» The problem
Give the records below again, exactly as they appear.

» Data
• • • • •

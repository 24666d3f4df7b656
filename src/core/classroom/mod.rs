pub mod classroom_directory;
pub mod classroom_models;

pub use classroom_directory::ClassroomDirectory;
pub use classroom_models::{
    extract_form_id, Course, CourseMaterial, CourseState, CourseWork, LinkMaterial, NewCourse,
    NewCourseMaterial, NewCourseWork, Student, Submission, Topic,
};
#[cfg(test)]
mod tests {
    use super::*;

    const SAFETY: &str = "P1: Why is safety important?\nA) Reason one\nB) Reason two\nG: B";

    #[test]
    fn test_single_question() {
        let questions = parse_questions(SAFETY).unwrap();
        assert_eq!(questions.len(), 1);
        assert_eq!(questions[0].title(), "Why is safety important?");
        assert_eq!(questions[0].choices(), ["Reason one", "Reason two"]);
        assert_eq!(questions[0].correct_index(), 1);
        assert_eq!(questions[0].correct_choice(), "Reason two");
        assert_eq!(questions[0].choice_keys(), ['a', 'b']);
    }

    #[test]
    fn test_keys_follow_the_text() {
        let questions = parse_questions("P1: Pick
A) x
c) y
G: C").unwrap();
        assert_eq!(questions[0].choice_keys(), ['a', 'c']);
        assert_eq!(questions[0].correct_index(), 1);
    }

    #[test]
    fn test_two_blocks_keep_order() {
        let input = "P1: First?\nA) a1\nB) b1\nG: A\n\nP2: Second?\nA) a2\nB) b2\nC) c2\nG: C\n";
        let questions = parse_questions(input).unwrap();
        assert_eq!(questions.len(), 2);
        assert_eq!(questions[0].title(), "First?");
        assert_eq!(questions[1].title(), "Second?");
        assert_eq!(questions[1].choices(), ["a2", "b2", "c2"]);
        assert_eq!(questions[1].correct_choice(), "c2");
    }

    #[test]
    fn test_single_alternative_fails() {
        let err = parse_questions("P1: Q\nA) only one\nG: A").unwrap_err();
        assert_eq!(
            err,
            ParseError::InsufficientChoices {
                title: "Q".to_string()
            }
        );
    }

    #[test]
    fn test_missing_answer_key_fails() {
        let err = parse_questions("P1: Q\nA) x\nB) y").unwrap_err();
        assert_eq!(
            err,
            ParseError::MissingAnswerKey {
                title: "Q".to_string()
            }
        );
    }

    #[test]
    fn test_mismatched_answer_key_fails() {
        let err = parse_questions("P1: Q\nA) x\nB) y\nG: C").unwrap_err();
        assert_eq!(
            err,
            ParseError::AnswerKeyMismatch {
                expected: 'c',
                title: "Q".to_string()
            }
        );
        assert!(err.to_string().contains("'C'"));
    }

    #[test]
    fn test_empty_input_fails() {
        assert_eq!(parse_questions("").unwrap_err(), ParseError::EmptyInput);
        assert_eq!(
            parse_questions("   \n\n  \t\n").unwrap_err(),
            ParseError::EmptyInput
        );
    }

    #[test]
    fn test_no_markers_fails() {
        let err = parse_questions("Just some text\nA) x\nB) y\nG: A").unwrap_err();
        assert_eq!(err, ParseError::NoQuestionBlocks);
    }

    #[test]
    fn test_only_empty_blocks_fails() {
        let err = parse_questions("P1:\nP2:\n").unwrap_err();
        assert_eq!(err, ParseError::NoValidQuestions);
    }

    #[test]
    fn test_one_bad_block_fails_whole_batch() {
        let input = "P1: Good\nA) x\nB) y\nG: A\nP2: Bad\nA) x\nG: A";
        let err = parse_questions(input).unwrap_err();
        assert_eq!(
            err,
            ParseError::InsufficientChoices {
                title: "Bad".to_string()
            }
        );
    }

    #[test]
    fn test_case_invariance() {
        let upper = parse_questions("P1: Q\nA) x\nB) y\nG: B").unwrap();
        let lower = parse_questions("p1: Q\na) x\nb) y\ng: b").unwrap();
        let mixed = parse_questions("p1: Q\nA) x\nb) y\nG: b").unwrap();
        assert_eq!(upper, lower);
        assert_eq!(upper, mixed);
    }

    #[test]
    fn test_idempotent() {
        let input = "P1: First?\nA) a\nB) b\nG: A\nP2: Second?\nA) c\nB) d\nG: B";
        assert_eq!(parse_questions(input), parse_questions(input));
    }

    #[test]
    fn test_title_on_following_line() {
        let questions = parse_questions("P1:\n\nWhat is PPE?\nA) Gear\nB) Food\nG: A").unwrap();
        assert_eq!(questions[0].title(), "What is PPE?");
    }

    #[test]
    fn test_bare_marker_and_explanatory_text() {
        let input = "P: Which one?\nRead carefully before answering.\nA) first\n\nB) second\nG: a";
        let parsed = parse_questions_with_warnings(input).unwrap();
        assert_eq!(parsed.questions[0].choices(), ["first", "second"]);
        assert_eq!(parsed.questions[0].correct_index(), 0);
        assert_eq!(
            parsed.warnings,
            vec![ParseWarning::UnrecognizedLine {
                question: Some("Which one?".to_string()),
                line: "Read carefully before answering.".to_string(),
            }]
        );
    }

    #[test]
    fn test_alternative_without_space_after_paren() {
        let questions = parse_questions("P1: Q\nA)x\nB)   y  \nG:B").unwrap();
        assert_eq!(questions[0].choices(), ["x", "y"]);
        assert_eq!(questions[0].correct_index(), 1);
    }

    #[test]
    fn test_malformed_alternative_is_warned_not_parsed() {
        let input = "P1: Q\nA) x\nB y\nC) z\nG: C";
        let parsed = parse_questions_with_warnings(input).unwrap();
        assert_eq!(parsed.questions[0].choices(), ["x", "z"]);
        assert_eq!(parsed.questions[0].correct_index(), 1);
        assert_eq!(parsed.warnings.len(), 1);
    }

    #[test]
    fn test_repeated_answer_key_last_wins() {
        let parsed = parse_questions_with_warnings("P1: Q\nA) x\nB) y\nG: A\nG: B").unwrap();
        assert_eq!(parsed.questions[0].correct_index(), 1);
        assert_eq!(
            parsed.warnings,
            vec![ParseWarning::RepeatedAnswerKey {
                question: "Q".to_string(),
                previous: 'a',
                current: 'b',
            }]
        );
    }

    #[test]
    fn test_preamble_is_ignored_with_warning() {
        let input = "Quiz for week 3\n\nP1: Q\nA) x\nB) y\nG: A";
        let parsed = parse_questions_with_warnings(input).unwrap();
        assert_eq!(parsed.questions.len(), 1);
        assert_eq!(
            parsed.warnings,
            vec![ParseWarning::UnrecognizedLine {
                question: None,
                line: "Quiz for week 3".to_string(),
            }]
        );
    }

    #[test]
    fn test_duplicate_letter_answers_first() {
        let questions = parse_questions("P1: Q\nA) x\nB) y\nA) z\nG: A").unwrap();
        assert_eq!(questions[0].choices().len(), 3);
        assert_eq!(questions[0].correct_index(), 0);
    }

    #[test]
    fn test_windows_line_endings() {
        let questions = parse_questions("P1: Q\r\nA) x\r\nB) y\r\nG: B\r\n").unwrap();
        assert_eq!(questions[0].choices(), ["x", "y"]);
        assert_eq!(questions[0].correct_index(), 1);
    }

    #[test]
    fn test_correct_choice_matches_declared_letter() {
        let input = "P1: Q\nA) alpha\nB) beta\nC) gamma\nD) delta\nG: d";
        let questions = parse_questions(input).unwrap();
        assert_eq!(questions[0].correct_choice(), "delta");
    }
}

• • • • •

» Solution
repository 24666d3f4df7b656
filename src/core/classroom/mod.rs
pub mod classroom_directory;
pub mod classroom_models;

pub use classroom_directory::ClassroomDirectory;
pub use classroom_models::{
    extract_form_id, Course, CourseMaterial, CourseState, CourseWork, LinkMaterial, NewCourse,
    NewCourseMaterial, NewCourseWork, Student, Submission, Topic,
};
#[cfg(test)]
mod tests {
    use super::*;

    const SAFETY: &str = "P1: Why is safety important?\nA) Reason one\nB) Reason two\nG: B";

    #[test]
    fn test_single_question() {
        let questions = parse_questions(SAFETY).unwrap();
        assert_eq!(questions.len(), 1);
        assert_eq!(questions[0].title(), "Why is safety important?");
        assert_eq!(questions[0].choices(), ["Reason one", "Reason two"]);
        assert_eq!(questions[0].correct_index(), 1);
        assert_eq!(questions[0].correct_choice(), "Reason two");
        assert_eq!(questions[0].choice_keys(), ['a', 'b']);
    }

    #[test]
    fn test_keys_follow_the_text() {
        let questions = parse_questions("P1: Pick
A) x
c) y
G: C").unwrap();
        assert_eq!(questions[0].choice_keys(), ['a', 'c']);
        assert_eq!(questions[0].correct_index(), 1);
    }

    #[test]
    fn test_two_blocks_keep_order() {
        let input = "P1: First?\nA) a1\nB) b1\nG: A\n\nP2: Second?\nA) a2\nB) b2\nC) c2\nG: C\n";
        let questions = parse_questions(input).unwrap();
        assert_eq!(questions.len(), 2);
        assert_eq!(questions[0].title(), "First?");
        assert_eq!(questions[1].title(), "Second?");
        assert_eq!(questions[1].choices(), ["a2", "b2", "c2"]);
        assert_eq!(questions[1].correct_choice(), "c2");
    }

    #[test]
    fn test_single_alternative_fails() {
        let err = parse_questions("P1: Q\nA) only one\nG: A").unwrap_err();
        assert_eq!(
            err,
            ParseError::InsufficientChoices {
                title: "Q".to_string()
            }
        );
    }

    #[test]
    fn test_missing_answer_key_fails() {
        let err = parse_questions("P1: Q\nA) x\nB) y").unwrap_err();
        assert_eq!(
            err,
            ParseError::MissingAnswerKey {
                title: "Q".to_string()
            }
        );
    }

    #[test]
    fn test_mismatched_answer_key_fails() {
        let err = parse_questions("P1: Q\nA) x\nB) y\nG: C").unwrap_err();
        assert_eq!(
            err,
            ParseError::AnswerKeyMismatch {
                expected: 'c',
                title: "Q".to_string()
            }
        );
        assert!(err.to_string().contains("'C'"));
    }

    #[test]
    fn test_empty_input_fails() {
        assert_eq!(parse_questions("").unwrap_err(), ParseError::EmptyInput);
        assert_eq!(
            parse_questions("   \n\n  \t\n").unwrap_err(),
            ParseError::EmptyInput
        );
    }

    #[test]
    fn test_no_markers_fails() {
        let err = parse_questions("Just some text\nA) x\nB) y\nG: A").unwrap_err();
        assert_eq!(err, ParseError::NoQuestionBlocks);
    }

    #[test]
    fn test_only_empty_blocks_fails() {
        let err = parse_questions("P1:\nP2:\n").unwrap_err();
        assert_eq!(err, ParseError::NoValidQuestions);
    }

    #[test]
    fn test_one_bad_block_fails_whole_batch() {
        let input = "P1: Good\nA) x\nB) y\nG: A\nP2: Bad\nA) x\nG: A";
        let err = parse_questions(input).unwrap_err();
        assert_eq!(
            err,
            ParseError::InsufficientChoices {
                title: "Bad".to_string()
            }
        );
    }

    #[test]
    fn test_case_invariance() {
        let upper = parse_questions("P1: Q\nA) x\nB) y\nG: B").unwrap();
        let lower = parse_questions("p1: Q\na) x\nb) y\ng: b").unwrap();
        let mixed = parse_questions("p1: Q\nA) x\nb) y\nG: b").unwrap();
        assert_eq!(upper, lower);
        assert_eq!(upper, mixed);
    }

    #[test]
    fn test_idempotent() {
        let input = "P1: First?\nA) a\nB) b\nG: A\nP2: Second?\nA) c\nB) d\nG: B";
        assert_eq!(parse_questions(input), parse_questions(input));
    }

    #[test]
    fn test_title_on_following_line() {
        let questions = parse_questions("P1:\n\nWhat is PPE?\nA) Gear\nB) Food\nG: A").unwrap();
        assert_eq!(questions[0].title(), "What is PPE?");
    }

    #[test]
    fn test_bare_marker_and_explanatory_text() {
        let input = "P: Which one?\nRead carefully before answering.\nA) first\n\nB) second\nG: a";
        let parsed = parse_questions_with_warnings(input).unwrap();
        assert_eq!(parsed.questions[0].choices(), ["first", "second"]);
        assert_eq!(parsed.questions[0].correct_index(), 0);
        assert_eq!(
            parsed.warnings,
            vec![ParseWarning::UnrecognizedLine {
                question: Some("Which one?".to_string()),
                line: "Read carefully before answering.".to_string(),
            }]
        );
    }

    #[test]
    fn test_alternative_without_space_after_paren() {
        let questions = parse_questions("P1: Q\nA)x\nB)   y  \nG:B").unwrap();
        assert_eq!(questions[0].choices(), ["x", "y"]);
        assert_eq!(questions[0].correct_index(), 1);
    }

    #[test]
    fn test_malformed_alternative_is_warned_not_parsed() {
        let input = "P1: Q\nA) x\nB y\nC) z\nG: C";
        let parsed = parse_questions_with_warnings(input).unwrap();
        assert_eq!(parsed.questions[0].choices(), ["x", "z"]);
        assert_eq!(parsed.questions[0].correct_index(), 1);
        assert_eq!(parsed.warnings.len(), 1);
    }

    #[test]
    fn test_repeated_answer_key_last_wins() {
        let parsed = parse_questions_with_warnings("P1: Q\nA) x\nB) y\nG: A\nG: B").unwrap();
        assert_eq!(parsed.questions[0].correct_index(), 1);
        assert_eq!(
            parsed.warnings,
            vec![ParseWarning::RepeatedAnswerKey {
                question: "Q".to_string(),
                previous: 'a',
                current: 'b',
            }]
        );
    }

    #[test]
    fn test_preamble_is_ignored_with_warning() {
        let input = "Quiz for week 3\n\nP1: Q\nA) x\nB) y\nG: A";
        let parsed = parse_questions_with_warnings(input).unwrap();
        assert_eq!(parsed.questions.len(), 1);
        assert_eq!(
            parsed.warnings,
            vec![ParseWarning::UnrecognizedLine {
                question: None,
                line: "Quiz for week 3".to_string(),
            }]
        );
    }

    #[test]
    fn test_duplicate_letter_answers_first() {
        let questions = parse_questions("P1: Q\nA) x\nB) y\nA) z\nG: A").unwrap();
        assert_eq!(questions[0].choices().len(), 3);
        assert_eq!(questions[0].correct_index(), 0);
    }

    #[test]
    fn test_windows_line_endings() {
        let questions = parse_questions("P1: Q\r\nA) x\r\nB) y\r\nG: B\r\n").unwrap();
        assert_eq!(questions[0].choices(), ["x", "y"]);
        assert_eq!(questions[0].correct_index(), 1);
    }

    #[test]
    fn test_correct_choice_matches_declared_letter() {
        let input = "P1: Q\nA) alpha\nB) beta\nC) gamma\nD) delta\nG: d";
        let questions = parse_questions(input).unwrap();
        assert_eq!(questions[0].correct_choice(), "delta");
    }
}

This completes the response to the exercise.